◆ TASK DESCRIPTION ◆
Using the entries that follow, write out the line containing "between burst starts", the line containing "seconds per cycle", and every line between them, exactly and nothing else.
==*==
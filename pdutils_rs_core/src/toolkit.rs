pub mod duration;
pub mod logger;
pub mod signature;
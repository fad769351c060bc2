use tracing_subscriber::{fmt, EnvFilter};

/// install a global fmt subscriber filtered by `RUST_LOG` (defaults to `info`)
///
/// calling it more than once (or after another subscriber was installed) is a no-op
pub fn init_logging() {
    let filter = EnvFilter::try_from_default_env().unwrap_or_else(|_| EnvFilter::new("info"));
    let _ = fmt().with_env_filter(filter).with_target(true).try_init();
}
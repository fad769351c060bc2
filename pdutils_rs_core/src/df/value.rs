use std::{
    cmp::Ordering,
    fmt,
    hash::{Hash, Hasher},
    str::FromStr,
};

use chrono::NaiveDateTime;

use crate::error::PdError;

/// runtime type of a [`Value`]
#[derive(Debug, Clone, Copy, PartialEq, Eq, Hash)]
pub enum ValueKind {
    Null,
    Bool,
    Int,
    Float,
    Str,
    Time,
    /// anything a [`Value`] can't hold, only seen by the type checker
    Other,
}

impl fmt::Display for ValueKind {
    fn fmt(&self, f: &mut fmt::Formatter<'_>) -> fmt::Result {
        let name = match self {
            ValueKind::Null => "null",
            ValueKind::Bool => "bool",
            ValueKind::Int => "int",
            ValueKind::Float => "float",
            ValueKind::Str => "str",
            ValueKind::Time => "datetime",
            ValueKind::Other => "object",
        };
        f.write_str(name)
    }
}

/// accepts the [`Display`](fmt::Display) names plus the usual python spellings
impl FromStr for ValueKind {
    type Err = PdError;

    fn from_str(s: &str) -> Result<Self, Self::Err> {
        match s {
            "null" | "none" | "None" | "NoneType" => Ok(ValueKind::Null),
            "bool" => Ok(ValueKind::Bool),
            "int" => Ok(ValueKind::Int),
            "float" => Ok(ValueKind::Float),
            "str" => Ok(ValueKind::Str),
            "datetime" | "time" => Ok(ValueKind::Time),
            "object" => Ok(ValueKind::Other),
            _ => Err(PdError::validation(format!("unknown type `{s}`"))),
        }
    }
}

/// a single table cell
///
/// [`Value::Null`] is the missing-value marker produced by outer joins and empty snapshots.
#[derive(Debug, Clone, Default)]
pub enum Value {
    #[default]
    Null,
    Bool(bool),
    Int(i64),
    Float(f64),
    Str(String),
    Time(NaiveDateTime),
}

impl Value {
    pub fn kind(&self) -> ValueKind {
        match self {
            Value::Null => ValueKind::Null,
            Value::Bool(_) => ValueKind::Bool,
            Value::Int(_) => ValueKind::Int,
            Value::Float(_) => ValueKind::Float,
            Value::Str(_) => ValueKind::Str,
            Value::Time(_) => ValueKind::Time,
        }
    }

    pub fn is_null(&self) -> bool {
        matches!(self, Value::Null)
    }

    pub fn is_numeric(&self) -> bool {
        matches!(self, Value::Int(_) | Value::Float(_))
    }

    pub fn as_f64(&self) -> Option<f64> {
        match self {
            Value::Int(v) => Some(*v as f64),
            Value::Float(v) => Some(*v),
            _ => None,
        }
    }

    fn rank(&self) -> u8 {
        match self {
            Value::Null => 0,
            Value::Bool(_) => 1,
            Value::Int(_) | Value::Float(_) => 2,
            Value::Str(_) => 3,
            Value::Time(_) => 4,
        }
    }

    /// comparison used by interval predicates
    ///
    /// `None` whenever the two values cannot be ordered: nulls, NaNs, or values of
    /// different comparison classes. a `None` never satisfies a predicate.
    pub fn compare(&self, other: &Value) -> Option<Ordering> {
        match (self, other) {
            (Value::Int(a), Value::Int(b)) => Some(a.cmp(b)),
            (Value::Bool(a), Value::Bool(b)) => Some(a.cmp(b)),
            (Value::Str(a), Value::Str(b)) => Some(a.cmp(b)),
            (Value::Time(a), Value::Time(b)) => Some(a.cmp(b)),
            (a, b) if a.is_numeric() && b.is_numeric() => {
                a.as_f64()?.partial_cmp(&b.as_f64()?)
            }
            _ => None,
        }
    }
}

impl Ord for Value {
    fn cmp(&self, other: &Self) -> Ordering {
        match (self, other) {
            (Value::Null, Value::Null) => Ordering::Equal,
            (Value::Bool(a), Value::Bool(b)) => a.cmp(b),
            (Value::Int(a), Value::Int(b)) => a.cmp(b),
            (Value::Float(a), Value::Float(b)) => a.total_cmp(b),
            (Value::Int(a), Value::Float(b)) => (*a as f64).total_cmp(b).then(Ordering::Less),
            (Value::Float(a), Value::Int(b)) => a.total_cmp(&(*b as f64)).then(Ordering::Greater),
            (Value::Str(a), Value::Str(b)) => a.cmp(b),
            (Value::Time(a), Value::Time(b)) => a.cmp(b),
            (a, b) => a.rank().cmp(&b.rank()),
        }
    }
}

impl PartialOrd for Value {
    fn partial_cmp(&self, other: &Self) -> Option<Ordering> {
        Some(self.cmp(other))
    }
}

impl PartialEq for Value {
    fn eq(&self, other: &Self) -> bool {
        self.cmp(other) == Ordering::Equal
    }
}

impl Eq for Value {}

impl Hash for Value {
    fn hash<H: Hasher>(&self, state: &mut H) {
        core::mem::discriminant(self).hash(state);
        match self {
            Value::Null => {}
            Value::Bool(v) => v.hash(state),
            Value::Int(v) => v.hash(state),
            Value::Float(v) => v.to_bits().hash(state),
            Value::Str(v) => v.hash(state),
            Value::Time(v) => v.hash(state),
        }
    }
}

impl fmt::Display for Value {
    fn fmt(&self, f: &mut fmt::Formatter<'_>) -> fmt::Result {
        match self {
            Value::Null => f.write_str("null"),
            Value::Bool(v) => write!(f, "{v}"),
            Value::Int(v) => write!(f, "{v}"),
            Value::Float(v) => write!(f, "{v}"),
            Value::Str(v) => f.write_str(v),
            Value::Time(v) => write!(f, "{v}"),
        }
    }
}

macro_rules! value_from_impl {
    ($ty:ty, $variant:ident) => {
        impl From<$ty> for Value {
            fn from(v: $ty) -> Self {
                Value::$variant(v.into())
            }
        }
    };
}

value_from_impl!(bool, Bool);
value_from_impl!(i32, Int);
value_from_impl!(i64, Int);
value_from_impl!(f64, Float);
value_from_impl!(String, Str);
value_from_impl!(&str, Str);
value_from_impl!(NaiveDateTime, Time);

impl<T: Into<Value>> From<Option<T>> for Value {
    fn from(v: Option<T>) -> Self {
        v.map_or(Value::Null, Into::into)
    }
}
mod df;
mod toolkit;

use pdutils_bindings::{error::add_exceptions, register_submodule};
use pyo3::{prelude::*, py_run};

#[pymodule]
fn pdutils(m: &Bound<'_, PyModule>) -> PyResult<()> {
    pdutils_core::logging::init_logging();
    add_exceptions(m)?;

    let rs_module = register_submodule!(m, "pdutils._rs");
    let df_module = register_submodule!(rs_module, "pdutils._rs.df");
    let toolkit_module = register_submodule!(rs_module, "pdutils._rs.toolkit");

    df_module.add_function(wrap_pyfunction!(df::join_within_range, &df_module)?)?;
    df_module.add_function(wrap_pyfunction!(df::pivot_events_to_snapshots, &df_module)?)?;

    toolkit_module.add_function(wrap_pyfunction!(toolkit::parse_step, &toolkit_module)?)?;
    toolkit_module.add_class::<toolkit::TypeChecker>()?;

    Ok(())
}
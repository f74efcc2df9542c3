use thiserror::Error;

use super::ValidationError;

#[derive(Debug, Error)]
pub enum ConfigError {
    #[error("invalid configuration: {0}")]
    Invalid(#[from] ValidationError),

    #[error("run id {run_id} already exists in storage")]
    DuplicateRunId { run_id: String },
}
/// Classification of a failed attempt. Present iff `status_code` is absent.
#[derive(Debug, Clone, Copy, PartialEq, Eq)]
pub enum ErrorKind {
    Timeout,
    Connect,
    Read,
    Other,
}

impl ErrorKind {
    pub const fn as_str(self) -> &'static str {
        match self {
            ErrorKind::Timeout => "timeout",
            ErrorKind::Connect => "connect",
            ErrorKind::Read => "read",
            ErrorKind::Other => "other",
        }
    }
}

/// One per attempted request that produced a terminal outcome. Exactly one
/// of `status_code`/`error_kind` is set.
#[derive(Debug, Clone)]
pub struct RequestEvent {
    pub run_id: String,
    /// Wall-clock seconds since epoch at the first attempt's start.
    pub wall_time: f64,
    /// Monotonic seconds since an arbitrary run-local epoch at completion.
    pub mono_time: f64,
    pub latency_ms: f64,
    pub status_code: Option<u16>,
    pub error_kind: Option<ErrorKind>,
    pub bytes_sent: u64,
    pub bytes_received: u64,
}

impl RequestEvent {
    pub fn success(&self) -> bool {
        matches!(self.status_code, Some(code) if (200..300).contains(&code))
    }
}
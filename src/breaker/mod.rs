//! Sliding-window circuit breaker: closed / open / half-open, with cooldown
//! and a single half-open probe.
use std::collections::VecDeque;
use std::time::Instant;

use crate::config::CircuitBreakerConfig;

#[derive(Debug, Clone, Copy, PartialEq, Eq)]
enum State {
    Closed,
    Open,
    HalfOpen,
}

/// Not thread-safe by itself; callers share one instance behind a mutex
/// (see the dispatcher), since contention between `allow_request` and
/// `record` is expected to be low.
#[derive(Debug)]
pub struct CircuitBreaker {
    config: CircuitBreakerConfig,
    state: State,
    history: VecDeque<bool>,
    opened_at: Option<Instant>,
}

impl CircuitBreaker {
    pub fn new(config: CircuitBreakerConfig) -> Self {
        Self {
            config,
            state: State::Closed,
            history: VecDeque::with_capacity(config.window_size),
            opened_at: None,
        }
    }

    /// Returns whether this dispatch may proceed. May transition
    /// open -> half_open when the cooldown has elapsed.
    pub fn allow_request(&mut self) -> bool {
        match self.state {
            State::Closed | State::HalfOpen => true,
            State::Open => {
                let Some(opened_at) = self.opened_at else {
                    return false;
                };
                if opened_at.elapsed().as_secs_f64() >= self.config.open_cooldown_sec {
                    self.state = State::HalfOpen;
                    true
                } else {
                    false
                }
            }
        }
    }

    /// Records the outcome of a request that was admitted by a prior
    /// `allow_request()` call.
    pub fn record(&mut self, success: bool) {
        match self.state {
            State::HalfOpen => {
                if success {
                    self.close();
                } else {
                    self.open();
                }
            }
            State::Closed => {
                self.history.push_back(success);
                if self.history.len() > self.config.window_size {
                    self.history.pop_front();
                }
                self.evaluate();
            }
            State::Open => {}
        }
    }

    fn evaluate(&mut self) {
        if self.history.len() != self.config.window_size {
            return;
        }
        let successes = self.history.iter().filter(|s| **s).count();
        let error_rate = 1.0 - (successes as f64 / self.history.len() as f64);
        if error_rate >= self.config.error_rate_threshold {
            self.open();
        }
    }

    fn open(&mut self) {
        self.state = State::Open;
        self.opened_at = Some(Instant::now());
        self.history.clear();
    }

    fn close(&mut self) {
        self.state = State::Closed;
        self.history.clear();
    }

    #[cfg(test)]
    fn is_open(&self) -> bool {
        self.state == State::Open
    }

    #[cfg(test)]
    fn is_closed(&self) -> bool {
        self.state == State::Closed
    }
}

#[cfg(test)]
mod tests {
    use super::*;
    use std::thread::sleep;
    use std::time::Duration;

    fn config() -> CircuitBreakerConfig {
        CircuitBreakerConfig {
            enabled: true,
            window_size: 4,
            error_rate_threshold: 0.5,
            open_cooldown_sec: 0.1,
        }
    }

    #[test]
    fn opens_after_window_size_consecutive_failures() {
        let mut breaker = CircuitBreaker::new(config());
        for _ in 0..4 {
            assert!(breaker.allow_request());
            breaker.record(false);
        }
        assert!(breaker.is_open());
    }

    #[test]
    fn recovers_via_half_open_probe_after_cooldown() {
        let mut breaker = CircuitBreaker::new(config());
        for _ in 0..4 {
            breaker.allow_request();
            breaker.record(false);
        }
        assert!(breaker.is_open());
        sleep(Duration::from_millis(120));
        assert!(breaker.allow_request());
        breaker.record(true);
        assert!(breaker.is_closed());
    }

    #[test]
    fn half_open_failure_reopens() {
        let mut breaker = CircuitBreaker::new(config());
        for _ in 0..4 {
            breaker.allow_request();
            breaker.record(false);
        }
        sleep(Duration::from_millis(120));
        assert!(breaker.allow_request());
        breaker.record(false);
        assert!(breaker.is_open());
    }

    #[test]
    fn stays_closed_below_threshold() {
        let mut breaker = CircuitBreaker::new(config());
        breaker.allow_request();
        breaker.record(true);
        breaker.allow_request();
        breaker.record(false);
        breaker.allow_request();
        breaker.record(true);
        breaker.allow_request();
        breaker.record(true);
        assert!(breaker.is_closed());
    }

    #[test]
    fn blocks_while_open_before_cooldown() {
        let mut breaker = CircuitBreaker::new(config());
        for _ in 0..4 {
            breaker.allow_request();
            breaker.record(false);
        }
        assert!(!breaker.allow_request());
    }
}
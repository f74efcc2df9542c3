use clap::{Parser, Subcommand};

use crate::config::DiurnalShape;
use crate::config::LoadModel;

use super::parsers::parse_header;
use super::types::PatternKind;

#[derive(Debug, Parser)]
#[command(
    name = "loadcurve",
    version,
    about = "Traffic-pattern HTTP load generator: drives a target under a time-varying rate curve and records per-second metrics."
)]
pub struct Cli {
    #[command(subcommand)]
    pub command: Command,
}

#[derive(Debug, Subcommand)]
pub enum Command {
    /// Run a load generation against a target.
    Run(RunArgs),
}

#[derive(Debug, Parser, Clone)]
pub struct RunArgs {
    /// Target URL for the run
    #[arg(long)]
    pub target: String,

    /// HTTP method to use
    #[arg(long, default_value = "GET")]
    pub method: String,

    /// Per-request timeout in seconds
    #[arg(long = "timeout-sec", default_value_t = 10.0)]
    pub timeout_sec: f64,

    /// HTTP headers in 'Key: Value' format (repeatable)
    #[arg(long = "header", value_parser = parse_header)]
    pub headers: Vec<(String, String)>,

    /// Duration of the run in seconds
    #[arg(long, default_value_t = 300)]
    pub duration: u64,

    /// Traffic pattern to drive
    #[arg(long, value_enum, default_value = "viral")]
    pub pattern: PatternKind,

    /// Load model
    #[arg(long = "load-model", value_enum, default_value = "open_loop")]
    pub load_model: LoadModel,

    /// Closed-loop worker count
    #[arg(long, default_value_t = 50)]
    pub workers: usize,

    /// Seed for deterministic jitter / open-loop fractional draws
    #[arg(long, default_value_t = 7)]
    pub seed: u64,

    /// Bursty: steady-state requests/sec
    #[arg(long = "baseline-rps", default_value_t = 30.0)]
    pub baseline_rps: f64,

    /// Bursty: requests/sec during a burst
    #[arg(long = "burst-rps", default_value_t = 500.0)]
    pub burst_rps: f64,

    /// Bursty: seconds each burst lasts
    #[arg(long = "burst-duration-sec", default_value_t = 10)]
    pub burst_duration_sec: u64,

    /// Bursty: seconds between burst starts
    #[arg(long = "burst-interval-sec", default_value_t = 120)]
    pub burst_interval_sec: u64,

    /// Bursty: fractional jitter applied to the base rate
    #[arg(long = "jitter-pct", default_value_t = 0.05)]
    pub jitter_pct: f64,

    /// Diurnal: trough requests/sec
    #[arg(long = "min-rps", default_value_t = 20.0)]
    pub min_rps: f64,

    /// Diurnal: peak requests/sec
    #[arg(long = "max-rps", default_value_t = 300.0)]
    pub max_rps: f64,

    /// Diurnal: seconds per cycle
    #[arg(long = "cycle-duration-sec", default_value_t = 1800)]
    pub cycle_duration_sec: u64,

    /// Diurnal: cycle shape
    #[arg(long, value_enum, default_value = "sine")]
    pub shape: DiurnalShape,

    /// Viral spike: peak = baseline * multiplier
    #[arg(long = "spike-multiplier", default_value_t = 100.0)]
    pub spike_multiplier: f64,

    /// Viral spike: ramp-up duration in seconds
    #[arg(long = "ramp-up-sec", default_value_t = 45)]
    pub ramp_up_sec: u64,

    /// Viral spike: seconds held at peak
    #[arg(long = "peak-hold-sec", default_value_t = 120)]
    pub peak_hold_sec: u64,

    /// Viral spike: decay half-life in seconds
    #[arg(long = "decay-half-life-sec", default_value_t = 90)]
    pub decay_half_life_sec: u64,

    /// Circuit breaker: enable request gating
    #[arg(long = "breaker-enabled")]
    pub breaker_enabled: bool,

    /// Circuit breaker: sliding window size
    #[arg(long = "breaker-window-size", default_value_t = 20)]
    pub breaker_window_size: usize,

    /// Circuit breaker: error-rate threshold that trips the breaker open
    #[arg(long = "breaker-error-rate-threshold", default_value_t = 0.5)]
    pub breaker_error_rate_threshold: f64,

    /// Circuit breaker: cooldown in seconds before a half-open probe
    #[arg(long = "breaker-open-cooldown-sec", default_value_t = 5.0)]
    pub breaker_open_cooldown_sec: f64,

    /// Retry: enable bounded retry with exponential backoff
    #[arg(long = "retry-enabled")]
    pub retry_enabled: bool,

    /// Retry: additional attempts after the first
    #[arg(long = "retry-max-retries", default_value_t = 2)]
    pub retry_max_retries: u32,

    /// Retry: base backoff delay in seconds
    #[arg(long = "retry-base-delay-sec", default_value_t = 0.2)]
    pub retry_base_delay_sec: f64,

    /// Retry: backoff delay cap in seconds
    #[arg(long = "retry-max-delay-sec", default_value_t = 2.0)]
    pub retry_max_delay_sec: f64,

    /// Explicit run id (generated if omitted)
    #[arg(long = "run-id")]
    pub run_id: Option<String>,

    /// Free-form notes stored with the run
    #[arg(long, default_value = "")]
    pub notes: String,

    /// Path to the SQLite database file
    #[arg(long, default_value = "./loadcurve-runs.sqlite3")]
    pub db: String,

    /// Enable verbose (debug) logging
    #[arg(long, short = 'v')]
    pub verbose: bool,
}
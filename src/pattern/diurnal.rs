use std::f64::consts::PI;

use crate::config::{DiurnalParams, DiurnalShape};

use super::PatternSchedule;

fn shape_peak(shape: DiurnalShape, cycle_pos: f64) -> f64 {
    match shape {
        DiurnalShape::Sine => ((2.0 * PI * (cycle_pos - 0.25)).sin() + 1.0) / 2.0,
        DiurnalShape::Gaussian => (-0.5 * ((cycle_pos - 0.5) / 0.18).powi(2)).exp(),
        DiurnalShape::Commuter => {
            let morning = (-0.5 * ((cycle_pos - 0.33) / 0.08).powi(2)).exp();
            let evening = (-0.5 * ((cycle_pos - 0.72) / 0.1).powi(2)).exp();
            (morning + evening) / 2.0
        }
    }
}

pub fn schedule(params: &DiurnalParams, duration_sec: u64) -> PatternSchedule {
    (0..duration_sec)
        .map(|t| {
            let cycle_pos = (t % params.cycle_duration_sec) as f64 / params.cycle_duration_sec as f64;
            let peak = shape_peak(params.shape, cycle_pos);
            params.min_rps + (params.max_rps - params.min_rps) * peak
        })
        .collect()
}
//! Immutable, validated run configuration and its metadata projection.
mod metadata;
mod types;

pub use metadata::RunMetadata;
pub use types::{
    BurstyParams, CircuitBreakerConfig, DiurnalParams, DiurnalShape, LoadModel, PatternParams,
    RetryConfig, RunConfig, TargetConfig, ViralSpikeParams,
};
==*==
◆ RESPONSE AREA ◆
    /// Bursty: seconds between burst starts
    #[arg(long = "burst-interval-sec", default_value_t = 120)]
    pub burst_interval_sec: u64,

    /// Bursty: fractional jitter applied to the base rate
    #[arg(long = "jitter-pct", default_value_t = 0.05)]
    pub jitter_pct: f64,

    /// Diurnal: trough requests/sec
    #[arg(long = "min-rps", default_value_t = 20.0)]
    pub min_rps: f64,

    /// Diurnal: peak requests/sec
    #[arg(long = "max-rps", default_value_t = 300.0)]
    pub max_rps: f64,

    /// Diurnal: seconds per cycle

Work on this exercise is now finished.